Before all the ballots are counted, Biden will set off on a seven-day diplomatic tour of Egypt, Cambodia and Indonesia to attend four global summits and navigate an array of foreign policy priorities.
But Tuesday’s results could weaken Biden’s hand with foreign leaders as he grapples with diplomatic challenges on climate change, Ukraine and China.
“The president will ask countries to make difficult choices — whether that’s advancing climate goals or shifting supply chains away from their reliance on Chinese companies,” said Kori Schake, a foreign policy expert at the American Enterprise Institute who served on President George W. Bush’s National Security Council. “That will be much more difficult to persuade other countries of if people have doubts whether President Biden can persuade the United States Congress to do hard things.”
Biden’s itinerary includes a short stop Friday in Sharm el-Sheikh, Egypt, where he’ll attend the U.N. climate conference to assert American credibility on climate change. He will then travel to Phnom Penh, Cambodia, to attend the Association of Southeast Asian Nations summit before arriving in Bali, Indonesia, for the Group of 20 summit, an annual gathering of leaders from the world’s most powerful nations.
The high-profile event puts Biden in the same room as Chinese President Xi Jinping, who tightened his grip on power after winning a third term as China’s Communist Party leader in September, and potentially Russian President Vladimir Putin, who is expected travel to Bali more than eight months after his forces invaded Ukraine.

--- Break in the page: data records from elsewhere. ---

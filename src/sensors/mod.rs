//! Simulated water-quality sensors.
//!
//! Each generator is a triangle wave over the sensor's plausible range
//! with a small pseudo-random jitter on top, so the classifier sees
//! every band over the course of a run.  The noise source is a seeded
//! xorshift, keeping full runs reproducible.

pub mod do_level;
pub mod microplastic;
pub mod turbidity;

use crate::app::ports::ReadingSource;
use crate::link::message::SensorTag;

pub use do_level::DoLevelSim;
pub use microplastic::MicroplasticSim;
pub use turbidity::TurbiditySim;

/// Seeded xorshift32 noise source, shared by all generators.
#[derive(Debug)]
pub struct Noise {
    state: u32,
}

impl Noise {
    /// An all-zero xorshift state is absorbing, so seed 0 is remapped.
    pub fn new(seed: u32) -> Self {
        Self {
            state: if seed == 0 { 0xA5A5_A5A5 } else { seed },
        }
    }

    fn next(&mut self) -> u32 {
        let mut x = self.state;
        x ^= x << 13;
        x ^= x >> 17;
        x ^= x << 5;
        self.state = x;
        x
    }

    /// Uniform-ish draw from `lo..=hi`.
    pub fn in_range(&mut self, lo: u32, hi: u32) -> u32 {
        lo + self.next() % (hi - lo + 1)
    }
}

/// Triangle wave over `low..=high` in fixed steps.
#[derive(Debug)]
pub(crate) struct Triangle {
    value: u32,
    step: u32,
    low: u32,
    high: u32,
    rising: bool,
}

impl Triangle {
    pub(crate) fn new(start: u32, step: u32, low: u32, high: u32) -> Self {
        Self {
            value: start,
            step,
            low,
            high,
            rising: true,
        }
    }

    /// Current value; advances one step for the next call.
    pub(crate) fn advance(&mut self) -> u32 {
        let current = self.value;
        if self.rising {
            self.value += self.step;
            if self.value >= self.high {
                self.rising = false;
            }
        } else {
            self.value = self.value.saturating_sub(self.step);
            if self.value <= self.low {
                self.rising = true;
            }
        }
        current
    }
}

/// All three generators behind one [`ReadingSource`].
#[derive(Debug)]
pub struct SensorHub {
    noise: Noise,
    turbidity: TurbiditySim,
    microplastic: MicroplasticSim,
    do_level: DoLevelSim,
}

impl SensorHub {
    pub fn new(seed: u32) -> Self {
        Self {
            noise: Noise::new(seed),
            turbidity: TurbiditySim::new(),
            microplastic: MicroplasticSim::new(),
            do_level: DoLevelSim::new(),
        }
    }
}

impl ReadingSource for SensorHub {
    fn sample(&mut self, tag: SensorTag) -> Option<u32> {
        match tag {
            SensorTag::Turbidity => Some(self.turbidity.sample(&mut self.noise)),
            SensorTag::Microplastic => Some(self.microplastic.sample(&mut self.noise)),
            SensorTag::DOLevel => Some(self.do_level.sample(&mut self.noise)),
            SensorTag::Controller | SensorTag::None => None,
        }
    }
}

#[cfg(test)]
mod tests {
    use super::*;

    #[test]
    fn noise_is_deterministic_per_seed() {
        let mut a = Noise::new(42);
        let mut b = Noise::new(42);
        for _ in 0..100 {
            assert_eq!(a.next(), b.next());
        }
    }

    #[test]
    fn noise_range_is_inclusive() {
        let mut noise = Noise::new(7);
        let mut seen_lo = false;
        let mut seen_hi = false;
        for _ in 0..10_000 {
            let v = noise.in_range(1, 5);
            assert!((1..=5).contains(&v));
            seen_lo |= v == 1;
            seen_hi |= v == 5;
        }
        assert!(seen_lo && seen_hi);
    }

    #[test]
    fn zero_seed_is_remapped() {
        let mut noise = Noise::new(0);
        assert_ne!(noise.next(), 0);
    }

    #[test]
    fn triangle_sweeps_and_reverses() {
        let mut wave = Triangle::new(0, 10, 0, 30);
        let seq: std::vec::Vec<u32> = (0..8).map(|_| wave.advance()).collect();
        assert_eq!(seq, [0, 10, 20, 30, 20, 10, 0, 10]);
    }

    #[test]
    fn hub_answers_sensors_only() {
        let mut hub = SensorHub::new(1);
        for tag in SensorTag::SENSORS {
            assert!(hub.sample(tag).is_some());
        }
        assert_eq!(hub.sample(SensorTag::Controller), None);
        assert_eq!(hub.sample(SensorTag::None), None);
    }

    #[test]
    fn hub_is_reproducible() {
        let mut a = SensorHub::new(99);
        let mut b = SensorHub::new(99);
        for _ in 0..50 {
            for tag in SensorTag::SENSORS {
                assert_eq!(a.sample(tag), b.sample(tag));
            }
        }
    }
}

Past presidents have also pivoted to foreign policy in the wake of midterm defeats. President Barack Obama took a similar 10-day trip to the region to attend a suite of Asian-focused summits in 2010, when Democrats lost 63 House seats and the party’s control of the chamber. President Donald Trump flew to France three days after Republicans lost their House majority in the 2018 midterms to mark the 100th anniversary of the end of World War I.
President Bill Clinton, who oversaw the loss of Democratic control of Congress in 1994, made his mark on foreign policy by brokering peace in Bosnia-Herzegovina and Northern Ireland and aiding the expansion of the North Atlantic Treaty Organization.

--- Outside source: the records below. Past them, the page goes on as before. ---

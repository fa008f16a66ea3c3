//! Restartable periodic timers, one per sensor slot.
//!
//! Deadlines are absolute [`Instant`]s so the platform task can sleep
//! with `Timer::at` on the earliest one and multiplex that against frame
//! arrival.  The set is pure bookkeeping; callers supply `now`.

use embassy_time::{Duration, Instant};
use log::warn;

use crate::link::message::SensorTag;

#[derive(Debug, Clone, Copy)]
struct SlotTimer {
    deadline: Option<Instant>,
    period: Duration,
}

impl Default for SlotTimer {
    fn default() -> Self {
        Self {
            deadline: None,
            period: Duration::from_ticks(0),
        }
    }
}

/// The three sensor report timers.
#[derive(Debug, Default)]
pub struct SensorTimers {
    slots: [SlotTimer; 3],
}

impl SensorTimers {
    pub fn new() -> Self {
        Self::default()
    }

    /// (Re)start the timer for `tag` with a new period.  A zero period is
    /// clamped to 1 ms so a malformed enable cannot wedge the task in a
    /// zero-delay loop.
    pub fn start(&mut self, tag: SensorTag, period_ms: u32, now: Instant) {
        let Some(idx) = tag.sensor_index() else {
            return;
        };
        let period_ms = if period_ms == 0 {
            warn!("{tag:?}: zero report period clamped to 1 ms");
            1
        } else {
            period_ms
        };
        let period = Duration::from_millis(period_ms.into());
        self.slots[idx] = SlotTimer {
            deadline: Some(now + period),
            period,
        };
    }

    /// Stop every timer (session teardown).
    pub fn stop_all(&mut self) {
        self.slots = [SlotTimer::default(); 3];
    }

    /// Earliest pending deadline, if any timer is running.
    pub fn next_deadline(&self) -> Option<Instant> {
        self.slots.iter().filter_map(|s| s.deadline).min()
    }

    /// First timer whose deadline has passed.
    pub fn expired(&self, now: Instant) -> Option<SensorTag> {
        SensorTag::SENSORS.into_iter().find(|tag| {
            let idx = tag.sensor_index().unwrap_or(0);
            self.slots[idx].deadline.is_some_and(|d| d <= now)
        })
    }

    /// Rearm `tag` one period past `now`.
    pub fn acknowledge(&mut self, tag: SensorTag, now: Instant) {
        let Some(idx) = tag.sensor_index() else {
            return;
        };
        let slot = &mut self.slots[idx];
        if slot.deadline.is_some() {
            slot.deadline = Some(now + slot.period);
        }
    }
}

“The world stage is a great place for the president to turn because that’s an area where he has more control than when dealing with domestic policy, where he needs Congress to pass stuff,” said Tevi Troy, a presidential historian and head of the presidential leadership initiative at the Bipartisan Policy Center. “It’s a good pivot for a president.”
But even Biden’s crowning foreign policy achievement — reinvigorating the NATO alliance in the wake of Putin’s invasion of Ukraine — is under threat as House Republicans raise the idea of cutting off foreign aid to Kyiv. Part of Biden’s challenge will be persuading European allies to continue support for Ukraine amid a deepening energy crisis and shortage of food, exacerbated by high inflation.
White House officials and advisers argue that potential Democratic losses Tuesday are not a rejection of Biden’s policies but instead in line with historical trends. Since 1934, the president’s party has lost an average of 28 House seats and four Senate seats in all midterm elections, according to the American Presidency Project at UC Santa Barbara.